___ THE RECORDS ___

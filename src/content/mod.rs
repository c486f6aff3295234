//! Content module - front matter, posts, document sources and queries

mod category;
pub mod date;
mod frontmatter;
mod post;
mod repository;
pub mod source;

use std::time::Duration;
use thiserror::Error;

pub use category::{
    category_key, category_slug, normalize_category, CategorySummary, DEFAULT_CATEGORY,
};
pub use frontmatter::{FrontMatter, FrontMatterError};
pub use post::{Post, PostSummary, DEFAULT_AUTHOR, DEFAULT_READ_TIME};
pub use repository::{derive_slug, Repository};
pub use source::{DocumentSource, FsSource, MemorySource};

/// Reasons a single document contributes no post.
///
/// None of these reach query callers; the repository logs and skips.
#[derive(Error, Debug)]
pub enum ContentError {
    #[error("failed to read {path}: {source}")]
    FetchFailure {
        path: String,
        #[source]
        source: std::io::Error,
    },

    #[error("timed out after {timeout:?} reading {path}")]
    FetchTimeout { path: String, timeout: Duration },

    #[error("failed to parse front matter in {path}: {source}")]
    ParseFailure {
        path: String,
        #[source]
        source: FrontMatterError,
    },

    #[error("{slug} is missing required field `{field}`")]
    MissingRequiredField { slug: String, field: &'static str },
}
//! Document sources - where the markdown corpus is read from

use std::future::Future;
use std::io;
use std::path::{Path, PathBuf};
use walkdir::WalkDir;

/// A corpus of markdown documents addressed by storage path.
///
/// Paths use `/` separators and include the content root, e.g.
/// `blogposts/web-development/react-best-practices.md`.
pub trait DocumentSource: Send + Sync + 'static {
    /// Enumerate every document path in the corpus
    fn paths(&self) -> io::Result<Vec<String>>;

    /// Fetch the text of one document
    fn read(&self, path: &str) -> impl Future<Output = io::Result<String>> + Send;
}

/// Reads documents from a site directory on disk
#[derive(Debug, Clone)]
pub struct FsSource {
    base_dir: PathBuf,
    root: String,
}

impl FsSource {
    /// Serve `<base_dir>/<root>/**/*.md`
    pub fn new<P: AsRef<Path>>(base_dir: P, root: &str) -> Self {
        Self {
            base_dir: base_dir.as_ref().to_path_buf(),
            root: root.trim_matches('/').to_string(),
        }
    }

    /// Directory holding the corpus
    pub fn content_dir(&self) -> PathBuf {
        self.base_dir.join(&self.root)
    }
}

impl DocumentSource for FsSource {
    fn paths(&self) -> io::Result<Vec<String>> {
        let content_dir = self.content_dir();
        if !content_dir.exists() {
            tracing::debug!("Content directory {:?} does not exist", content_dir);
            return Ok(Vec::new());
        }

        let mut paths = Vec::new();
        for entry in WalkDir::new(&content_dir)
            .follow_links(true)
            .sort_by_file_name()
            .into_iter()
        {
            let entry = match entry {
                Ok(entry) => entry,
                Err(e) => {
                    tracing::warn!("Skipping unreadable entry under {:?}: {}", content_dir, e);
                    continue;
                }
            };
            let path = entry.path();
            if !path.is_file() || !is_markdown_file(path) {
                continue;
            }
            let Ok(relative) = path.strip_prefix(&self.base_dir) else {
                continue;
            };
            let parts: Vec<_> = relative
                .components()
                .map(|c| c.as_os_str().to_string_lossy())
                .collect();
            paths.push(parts.join("/"));
        }

        Ok(paths)
    }

    async fn read(&self, path: &str) -> io::Result<String> {
        tokio::fs::read_to_string(self.base_dir.join(path)).await
    }
}

/// In-memory corpus, for tests and embedded content
#[derive(Debug, Clone, Default)]
pub struct MemorySource {
    documents: Vec<(String, Option<String>)>,
}

impl MemorySource {
    pub fn new() -> Self {
        Self::default()
    }

    /// Add a document
    pub fn with_document(mut self, path: impl Into<String>, text: impl Into<String>) -> Self {
        self.documents.push((path.into(), Some(text.into())));
        self
    }

    /// Add a path that is listed but fails to read
    pub fn with_unreadable(mut self, path: impl Into<String>) -> Self {
        self.documents.push((path.into(), None));
        self
    }
}

impl DocumentSource for MemorySource {
    fn paths(&self) -> io::Result<Vec<String>> {
        Ok(self.documents.iter().map(|(p, _)| p.clone()).collect())
    }

    async fn read(&self, path: &str) -> io::Result<String> {
        self.documents
            .iter()
            .find(|(p, _)| p == path)
            .and_then(|(_, text)| text.clone())
            .ok_or_else(|| io::Error::new(io::ErrorKind::NotFound, path.to_string()))
    }
}

/// Check if a file is a markdown file
fn is_markdown_file(path: &Path) -> bool {
    path.extension()
        .and_then(|e| e.to_str())
        .map(|e| e == "md")
        .unwrap_or(false)
}
//! Show a single post

use anyhow::Result;

use crate::content::Post;
use crate::Inkpress;

/// Print one post with its body
pub async fn run(site: &Inkpress, slug: &str) -> Result<()> {
    match site.repository().get_post_by_slug(slug).await {
        Some(post) => print!("{}", format_post(&post)),
        None => println!("Post not found: {}", slug),
    }
    Ok(())
}

/// Header block followed by the raw markdown body
pub fn format_post(post: &Post) -> String {
    let mut out = format!(
        "{}\n{} | {} | {} | {}\n",
        post.title, post.date, post.author, post.category, post.read_time
    );
    if !post.excerpt.is_empty() {
        out.push_str(&format!("\n{}\n", post.excerpt));
    }
    out.push('\n');
    out.push_str(&post.content);
    if !post.content.ends_with('\n') {
        out.push('\n');
    }
    out
}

___

▶ **EXERCISE DIRECTIONS**
Give the listing again in full, and make every line match exactly.

▶ **RESPONSE AREA**
filename src/content/mod.rs
repository c486f6aff3295234
//! Content module - front matter, posts, document sources and queries

mod category;
pub mod date;
mod frontmatter;
mod post;
mod repository;
pub mod source;

use std::time::Duration;
use thiserror::Error;

pub use category::{
    category_key, category_slug, normalize_category, CategorySummary, DEFAULT_CATEGORY,
};
pub use frontmatter::{FrontMatter, FrontMatterError};
pub use post::{Post, PostSummary, DEFAULT_AUTHOR, DEFAULT_READ_TIME};
pub use repository::{derive_slug, Repository};
pub use source::{DocumentSource, FsSource, MemorySource};

/// Reasons a single document contributes no post.
///
/// None of these reach query callers; the repository logs and skips.
#[derive(Error, Debug)]
pub enum ContentError {
    #[error("failed to read {path}: {source}")]
    FetchFailure {
        path: String,
        #[source]
        source: std::io::Error,
    },

    #[error("timed out after {timeout:?} reading {path}")]
    FetchTimeout { path: String, timeout: Duration },

    #[error("failed to parse front matter in {path}: {source}")]
    ParseFailure {
        path: String,
        #[source]
        source: FrontMatterError,
    },

    #[error("{slug} is missing required field `{field}`")]
    MissingRequiredField { slug: String, field: &'static str },
}
//! Document sources - where the markdown corpus is read from

use std::future::Future;
use std::io;
use std::path::{Path, PathBuf};
use walkdir::WalkDir;

/// A corpus of markdown documents addressed by storage path.
///
/// Paths use `/` separators and include the content root, e.g.
/// `blogposts/web-development/react-best-practices.md`.
pub trait DocumentSource: Send + Sync + 'static {
    /// Enumerate every document path in the corpus
    fn paths(&self) -> io::Result<Vec<String>>;

    /// Fetch the text of one document
    fn read(&self, path: &str) -> impl Future<Output = io::Result<String>> + Send;
}

/// Reads documents from a site directory on disk
#[derive(Debug, Clone)]
pub struct FsSource {
    base_dir: PathBuf,
    root: String,
}

impl FsSource {
    /// Serve `<base_dir>/<root>/**/*.md`
    pub fn new<P: AsRef<Path>>(base_dir: P, root: &str) -> Self {
        Self {
            base_dir: base_dir.as_ref().to_path_buf(),
            root: root.trim_matches('/').to_string(),
        }
    }

    /// Directory holding the corpus
    pub fn content_dir(&self) -> PathBuf {
        self.base_dir.join(&self.root)
    }
}

impl DocumentSource for FsSource {
    fn paths(&self) -> io::Result<Vec<String>> {
        let content_dir = self.content_dir();
        if !content_dir.exists() {
            tracing::debug!("Content directory {:?} does not exist", content_dir);
            return Ok(Vec::new());
        }

        let mut paths = Vec::new();
        for entry in WalkDir::new(&content_dir)
            .follow_links(true)
            .sort_by_file_name()
            .into_iter()
        {
            let entry = match entry {
                Ok(entry) => entry,
                Err(e) => {
                    tracing::warn!("Skipping unreadable entry under {:?}: {}", content_dir, e);
                    continue;
                }
            };
            let path = entry.path();
            if !path.is_file() || !is_markdown_file(path) {
                continue;
            }
            let Ok(relative) = path.strip_prefix(&self.base_dir) else {
                continue;
            };
            let parts: Vec<_> = relative
                .components()
                .map(|c| c.as_os_str().to_string_lossy())
                .collect();
            paths.push(parts.join("/"));
        }

        Ok(paths)
    }

    async fn read(&self, path: &str) -> io::Result<String> {
        tokio::fs::read_to_string(self.base_dir.join(path)).await
    }
}

/// In-memory corpus, for tests and embedded content
#[derive(Debug, Clone, Default)]
pub struct MemorySource {
    documents: Vec<(String, Option<String>)>,
}

impl MemorySource {
    pub fn new() -> Self {
        Self::default()
    }

    /// Add a document
    pub fn with_document(mut self, path: impl Into<String>, text: impl Into<String>) -> Self {
        self.documents.push((path.into(), Some(text.into())));
        self
    }

    /// Add a path that is listed but fails to read
    pub fn with_unreadable(mut self, path: impl Into<String>) -> Self {
        self.documents.push((path.into(), None));
        self
    }
}

impl DocumentSource for MemorySource {
    fn paths(&self) -> io::Result<Vec<String>> {
        Ok(self.documents.iter().map(|(p, _)| p.clone()).collect())
    }

    async fn read(&self, path: &str) -> io::Result<String> {
        self.documents
            .iter()
            .find(|(p, _)| p == path)
            .and_then(|(_, text)| text.clone())
            .ok_or_else(|| io::Error::new(io::ErrorKind::NotFound, path.to_string()))
    }
}

/// Check if a file is a markdown file
fn is_markdown_file(path: &Path) -> bool {
    path.extension()
        .and_then(|e| e.to_str())
        .map(|e| e == "md")
        .unwrap_or(false)
}
//! Show a single post

use anyhow::Result;

use crate::content::Post;
use crate::Inkpress;

/// Print one post with its body
pub async fn run(site: &Inkpress, slug: &str) -> Result<()> {
    match site.repository().get_post_by_slug(slug).await {
        Some(post) => print!("{}", format_post(&post)),
        None => println!("Post not found: {}", slug),
    }
    Ok(())
}

/// Header block followed by the raw markdown body
pub fn format_post(post: &Post) -> String {
    let mut out = format!(
        "{}\n{} | {} | {} | {}\n",
        post.title, post.date, post.author, post.category, post.read_time
    );
    if !post.excerpt.is_empty() {
        out.push_str(&format!("\n{}\n", post.excerpt));
    }
    out.push('\n');
    out.push_str(&post.content);
    if !post.content.ends_with('\n') {
        out.push('\n');
    }
    out
}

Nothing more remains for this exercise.